From Comrades and The Clansman to In Dubious Battle

What’s the connection with John Steinbeck? Comrades: A Story of Social Adventure in California, the novel Dixon wrote and published in 1909 as a critique of the pacifistic, collectivist utopianism of Upton Sinclair, another hyperactive Southerner-turned Californian. Set on Catalina Island in 1898-1901, it satirizes American socialism as a watered-down version of international communism: adherents sing the Marseillaise, anthem of the Paris Commune of 1871, and apostles include sinister subversives with European accents and dreams of domination. In addition to its hero Norman Worth—an anti-Jim Nolan rich-kid who, like the protagonist of Steinbeck’s In Dubious Battle, succumbs to the pressure to join—Dixon’s cast of characters includes a Jack London-ish poet and spouse who slug it out like a pair of amatory boxers; a religious manic, called Methodist John, who is “forever shouting ‘Glory, Hallelujah’” at meetings; and a skeptic called Truth Seeker, a “human interrogation-point” who asks the right questions and makes the wrong enemies, like Doc Burton in Steinbeck’s 1936 novel. I’ve always wondered about a comment Doc makes to Jim, characterizing communism as “pure religious ecstasy” and communists as “partakers of the blood of the Lamb,” midway through Steinbeck’s story. That seemed odd to me coming from a professional secularist and skeptic like Burton—until I read Dixon’s description, early in Comrades, of a socialist rally in 1900 San Francisco: “Norman turned and looked over the crowd of eager faces—and every man and woman singing with the passionate enthusiasm of religious fanatics—an enthusiasm electric, contagious, overwhelming. In spite of himself he felt his heart beat with quickened sympathy.”
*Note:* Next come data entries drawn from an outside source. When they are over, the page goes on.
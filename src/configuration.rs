use chrono::Duration;
use lazy_static::lazy_static;
use regex::Regex;

use crate::error::ConfigError;

const MIN_BCRYPT_COST: u32 = 4;
const MAX_BCRYPT_COST: u32 = 31;

lazy_static! {
    // "900", "30s", "15m", "12h", "7d"
    static ref DURATION_REGEX: Regex = Regex::new(r"^\s*(\d+)\s*([smhd]?)\s*$").unwrap();
}

#[derive(serde::Deserialize, Clone, Debug)]
pub struct Settings {
    pub database: DatabaseSettings,
    pub application: ApplicationSettings,
    pub jwt: JwtSettings,
}

#[derive(serde::Deserialize, Clone, Debug)]
pub struct ApplicationSettings {
    pub host: String,
    pub port: u16,
}

#[derive(serde::Deserialize, Clone, Debug)]
pub struct DatabaseSettings {
    pub username: String,
    pub password: String,
    pub port: u16,
    pub host: String,
    pub database_name: String,
}

impl DatabaseSettings {
    pub fn connection_string(&self) -> String {
        format!(
            "postgres://{}:{}@{}:{}/{}",
            self.username, self.password, self.host, self.port, self.database_name
        )
    }

    pub fn connection_string_without_db(&self) -> String {
        format!(
            "postgres://{}:{}@{}:{}",
            self.username, self.password, self.host, self.port
        )
    }
}

/// Token signing and password hashing settings
#[derive(serde::Deserialize, Clone)]
pub struct JwtSettings {
    pub secret: String,
    pub access_token_expiry: String,  // e.g. "15m"
    pub refresh_token_expiry: String, // e.g. "7d"
    pub issuer: String,
    pub bcrypt_cost: u32,
}

// The secret stays out of debug output.
impl std::fmt::Debug for JwtSettings {
    fn fmt(&self, f: &mut std::fmt::Formatter<'_>) -> std::fmt::Result {
        f.debug_struct("JwtSettings")
            .field("secret", &"[redacted]")
            .field("access_token_expiry", &self.access_token_expiry)
            .field("refresh_token_expiry", &self.refresh_token_expiry)
            .field("issuer", &self.issuer)
            .field("bcrypt_cost", &self.bcrypt_cost)
            .finish()
    }
}

impl JwtSettings {
    pub fn access_ttl(&self) -> Result<Duration, ConfigError> {
        parse_duration("JWT_ACCESS_EXPIRY", &self.access_token_expiry)
    }

    pub fn refresh_ttl(&self) -> Result<Duration, ConfigError> {
        parse_duration("JWT_REFRESH_EXPIRY", &self.refresh_token_expiry)
    }

    /// Checks everything the service needs before it may start.
    pub fn validate(&self) -> Result<(), ConfigError> {
        if self.secret.trim().is_empty() {
            return Err(ConfigError::MissingRequired("JWT_SECRET".to_string()));
        }
        self.access_ttl()?;
        self.refresh_ttl()?;
        if !(MIN_BCRYPT_COST..=MAX_BCRYPT_COST).contains(&self.bcrypt_cost) {
            return Err(ConfigError::InvalidValue(format!(
                "bcrypt_cost must be between {} and {}",
                MIN_BCRYPT_COST, MAX_BCRYPT_COST
            )));
        }
        Ok(())
    }
}

/// Parses a duration such as `15m` or `7d`. A bare number means seconds.
pub fn parse_duration(key: &str, value: &str) -> Result<Duration, ConfigError> {
    let invalid = || ConfigError::InvalidValue(format!("{} = {:?}", key, value));

    let captures = DURATION_REGEX.captures(value).ok_or_else(invalid)?;
    let amount: i64 = captures[1].parse().map_err(|_| invalid())?;
    if amount <= 0 {
        return Err(invalid());
    }

    let duration = match &captures[2] {
        "" | "s" => Duration::try_seconds(amount),
        "m" => Duration::try_minutes(amount),
        "h" => Duration::try_hours(amount),
        "d" => Duration::try_days(amount),
        _ => None,
    };
    duration.ok_or_else(invalid)
}

pub fn get_configuration() -> Result<Settings, ConfigError> {
    let settings = config::Config::builder()
        .set_default("application.host", "127.0.0.1")?
        .set_default("application.port", 8000)?
        .set_default("database.host", "localhost")?
        .set_default("database.port", 5432)?
        .set_default("database.username", "postgres")?
        .set_default("database.password", "password")?
        .set_default("database.database_name", "accounts")?
        .set_default("jwt.secret", "")?
        .set_default("jwt.access_token_expiry", "15m")?
        .set_default("jwt.refresh_token_expiry", "7d")?
        .set_default("jwt.issuer", "account-auth")?
        .set_default("jwt.bcrypt_cost", 10)?
        .add_source(config::File::with_name("configuration").required(false))
        .set_override_option("jwt.secret", std::env::var("JWT_SECRET").ok())?
        .set_override_option("jwt.access_token_expiry", std::env::var("JWT_ACCESS_EXPIRY").ok())?
        .set_override_option("jwt.refresh_token_expiry", std::env::var("JWT_REFRESH_EXPIRY").ok())?
        .build()?;

    let settings = settings.try_deserialize::<Settings>()?;
    settings.jwt.validate()?;
    Ok(settings)
}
comrades-thomas-dixon-jrDixon the propagandist of lost causes; Steinbeck the psychologist of latent motives. Antithetical in spirit on issues of justice, peace, and equality, they shared a rich, red-letter language, rooted in the King James Bible, that left plenty of room in their prose for poetry. I don’t know if Steinbeck read Comrades or ever met its author. As with Trump, I’m certain he would have hated both if he did. And knowing there’s a lynching coming, I confess that I can’t make myself watch Birth of a Nation all the way to the end. But I’ve read all of The Clansman, and it’s easy enough to imagine Trump’s father Fred, a Ku Klux Klan supporter in 1920 New York—or Trump’s white nationalist supporters in 2020 Charlotte or Charlottesville—responding positively to this passage from The Leopard’s Spots: “In a democracy you cannot build a nation inside a nation of two antagonistic races; and therefore the future American must either be an Anglo-Saxon or a Mulatto.”  These words are worth remembering this Memorial Day. Reading them again, I realize I was right when I worked at Wake Forest 40 years ago and suggested that the portrait of Thomas Dixon Jr. in the library be moved to make way for one of Gerald Johnson, the Wake Forest alumnus who succeeded H.L. Mencken as the voice of iconoclasm at the Baltimore Sun. But that’s a memory for another Memorial Day.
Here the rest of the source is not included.